Extrait de l'arrêt n° 60/2008 du 19 mars 2008 Numéro du rôle : 4269 En cause : la question préjudicielle relative à l'article 806 du Code judiciaire, posée par le Juge de paix du canton de Florennes-Walcourt.

La Cour constitutionnelle, composée des présidents M. Melchior et M. Bossuyt, et des juges P. Martens, R. Henneuse, E. De Groot, A. Alen et T. Merckx-Van Goey, assistée du greffier P.-Y. Dutilleux, présidée par le président M. Melchior, après en avoir délibéré, rend l'arrêt suivant : I. Objet de la question préjudicielle et procédure Par jugement du 10 juillet 2007 en cause de Monique Laffineur contre Jean-Pol Demesmaker, dont l'expédition est parvenue au greffe de la Cour le 18 juillet 2007, le Juge de paix du canton de Florennes-Walcourt a demandé à la Cour : « 1. De statuer sur la question suivante : l'article 806 du Code judiciaire, interprété comme signifiant que, lorsqu'un jugement par défaut est réputé non avenu faute d'avoir été signifié dans l'année, l'instance demeure ouverte et peut être poursuivie sur l'initiative de la seule partie demanderesse sans que celle-ci ne puisse se voir opposer ni une quelconque prescription ni un dépassement du délai raisonnable, viole-t-il les articles 10 et 11 de la Constitution en ce qu'il crée, d'une part, une inégalité entre les parties, d'autre part, une discrimination entre débiteurs, ceux dont la dette a été constatée par un jugement réputé non avenu étant les seuls à ne pouvoir bénéficier de l'écoulement d'un délai quelconque ? 2. Dans l'affirmative, d'examiner s'il existe une autre interprétation qui rendrait la norme en cause compatible avec ces articles ». (...) III. En droit (...) B.1. La question préjudicielle porte sur l'article 806 du Code judiciaire, qui dispose : « Tout jugement par défaut doit être signifié dans l'année, sinon il est réputé non avenu ».

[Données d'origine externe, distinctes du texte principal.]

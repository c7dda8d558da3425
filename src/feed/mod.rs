//! Feed source abstraction and the RSS implementation.
//!
//! The synchronizer only sees [`FeedSource`] and the normalized [`FeedEntry`]
//! it yields; fetching and XML parsing live behind the trait so tests can
//! feed in entries directly.

pub mod error;

pub use error::FeedError;

use async_trait::async_trait;
use chrono::DateTime;

/// One feed entry, normalized on ingestion.
///
/// Feeds are not required to supply a GUID, description, or link; those
/// default to the empty string. Entries without a parsable published date
/// are dropped during normalization, since every downstream decision keys
/// off the timestamp.
#[derive(Debug, Clone, PartialEq, Eq)]
pub struct FeedEntry {
    pub title: String,
    pub link: String,
    /// Raw HTML body as supplied by the feed.
    pub description: String,
    pub guid: String,
    /// Published time, milliseconds since the unix epoch, UTC.
    pub timestamp_ms: i64,
}

/// Source of feed entries for one subscription.
#[async_trait]
pub trait FeedSource: Send + Sync {
    async fn fetch(&self, url: &str) -> Result<Vec<FeedEntry>, FeedError>;
}

/// Fetches and parses a live RSS feed over HTTP.
pub struct RssSource {
    http: reqwest::Client,
}

impl RssSource {
    pub fn new(http: reqwest::Client) -> Self {
        Self { http }
    }
}

#[async_trait]
impl FeedSource for RssSource {
    async fn fetch(&self, url: &str) -> Result<Vec<FeedEntry>, FeedError> {
        let response = self.http.get(url).send().await?;
        let status = response.status();
        if !status.is_success() {
            return Err(FeedError::Status {
                status: status.as_u16(),
                url: url.to_string(),
            });
        }
        let body = response.bytes().await?;
        let channel = rss::Channel::read_from(&body[..])?;
        Ok(normalize_channel(&channel))
    }
}

/// Convert parsed channel items into normalized entries, dropping the
/// undateable ones.
fn normalize_channel(channel: &rss::Channel) -> Vec<FeedEntry> {
    channel
        .items()
        .iter()
        .filter_map(normalize_item)
        .collect()
}

fn normalize_item(item: &rss::Item) -> Option<FeedEntry> {
    let timestamp_ms = match item.pub_date().map(DateTime::parse_from_rfc2822) {
        Some(Ok(date)) => date.timestamp_millis(),
        Some(Err(e)) => {
            tracing::warn!(
                title = item.title().unwrap_or(""),
                error = %e,
                "Dropping entry with unparsable publish date"
            );
            return None;
        }
        None => {
            tracing::warn!(
                title = item.title().unwrap_or(""),
                "Dropping entry with no publish date"
            );
            return None;
        }
    };

    Some(FeedEntry {
        title: item.title().unwrap_or_default().to_string(),
        link: item.link().unwrap_or_default().to_string(),
        description: item.description().unwrap_or_default().to_string(),
        guid: item
            .guid()
            .map(|g| g.value().to_string())
            .unwrap_or_default(),
        timestamp_ms,
    })
}
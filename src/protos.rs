//! Wire messages for the FeoBlog protocol.
//!
//! These mirror the subset of `feoblog.proto` this tool exchanges with the
//! server: the item listing returned by `GET /u/<uid>/items`, and the `Item`
//! payload sent with `PUT /u/<uid>/i/<sig>`. The messages are written by hand
//! with prost derives rather than generated, so no protoc step is needed at
//! build time.
//!
//! Protobuf serialization of a given message value is deterministic, which is
//! what makes the remote upsert idempotent: publishing byte-identical content
//! twice produces the same signature and therefore the same item address.

/// Discriminant used in item listings.
#[derive(Clone, Copy, Debug, PartialEq, Eq, prost::Enumeration)]
#[repr(i32)]
pub enum ItemType {
    Unknown = 0,
    Post = 1,
    Profile = 2,
}

/// One page of a user's item listing, newest first.
#[derive(Clone, PartialEq, prost::Message)]
pub struct ItemList {
    #[prost(message, repeated, tag = "1")]
    pub items: Vec<ItemListEntry>,
    /// Set by the server when there are no further pages.
    #[prost(bool, tag = "2")]
    pub no_more_items: bool,
}

/// Listing metadata for one stored item. Enough to find the watermark
/// without fetching item bodies.
#[derive(Clone, PartialEq, prost::Message)]
pub struct ItemListEntry {
    #[prost(bytes = "vec", tag = "1")]
    pub user_id: Vec<u8>,
    #[prost(bytes = "vec", tag = "2")]
    pub signature: Vec<u8>,
    #[prost(int64, tag = "3")]
    pub timestamp_ms_utc: i64,
    /// Raw [`ItemType`] discriminant; unknown values map to
    /// [`ItemType::Unknown`] via [`ItemListEntry::item_type`].
    #[prost(int32, tag = "4")]
    pub item_type: i32,
}

impl ItemListEntry {
    pub fn item_type(&self) -> ItemType {
        ItemType::try_from(self.item_type).unwrap_or(ItemType::Unknown)
    }
}

/// The unit of published content. Exactly one of the oneof variants is set.
#[derive(Clone, PartialEq, prost::Message)]
pub struct Item {
    /// Milliseconds since the unix epoch, UTC.
    #[prost(int64, tag = "1")]
    pub timestamp_ms_utc: i64,
    #[prost(sint32, tag = "2")]
    pub utc_offset_minutes: i32,
    #[prost(oneof = "item::Kind", tags = "3, 4")]
    pub kind: Option<item::Kind>,
}

pub mod item {
    #[derive(Clone, PartialEq, prost::Oneof)]
    pub enum Kind {
        #[prost(message, tag = "3")]
        Post(super::Post),
        #[prost(message, tag = "4")]
        Profile(super::Profile),
    }
}

#[derive(Clone, PartialEq, prost::Message)]
pub struct Post {
    #[prost(string, tag = "1")]
    pub title: String,
    /// Markdown body.
    #[prost(string, tag = "2")]
    pub body: String,
}

#[derive(Clone, PartialEq, prost::Message)]
pub struct Profile {
    #[prost(string, tag = "1")]
    pub display_name: String,
    #[prost(string, tag = "2")]
    pub about: String,
}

B.2.1. Cette mesure fait partie des dispositions tendant à établir un équilibre entre les droits des parties et plus particulièrement à protéger la partie défaillante lorsque le jugement est rendu par défaut. La péremption du jugement par défaut non signifié dans l'année vise en effet à prémunir cette dernière contre les possibilités de manoeuvres de la partie demanderesse, qui pourrait par exemple être tentée de retarder l'exécution du jugement qu'elle a obtenu par défaut jusqu'à un moment où les preuves utiles pour contester ses prétentions auraient disparu. La partie condamnée par défaut contre qui est diligentée une procédure en exécution peut, si le jugement n'a pas été signifié dans l'année, exciper de la péremption du jugement pour s'opposer à son exécution, obligeant ainsi la partie qui a obtenu le jugement rendu par défaut mais qui a négligé de le faire signifier dans l'année à obtenir la revalidation de son titre préalablement à l'exécution forcée.

B.2.2. Le projet de loi qui allait devenir la loi du 3 août 1992 modifiant le Code judiciaire proposait d'abroger l'article 806 du Code. Lors de l'examen de ce projet, le Gouvernement a introduit un amendement invitant à maintenir cet article. Cet amendement était ainsi justifié : « Il est indiqué de maintenir le texte actuel de l'article 806 du Code judiciaire afin d'éviter qu'une partie fasse soudain procéder, après un long moment, à la signification et à l'exécution d'un jugement par défaut contre la partie défaillante. Le défaut peut en effet être imputable au fait que cette partie n'a eu aucune connaissance de la citation. Certaines parties qui ont gagné un procès peuvent, de mauvaise foi, avoir intérêt à une signification volontairement tardive d'un jugement par défaut, ce qui ne favorise pas la sécurité juridique » (Doc. parl., Sénat, 1990-1991, n° 1198/1, document de commission n° 32).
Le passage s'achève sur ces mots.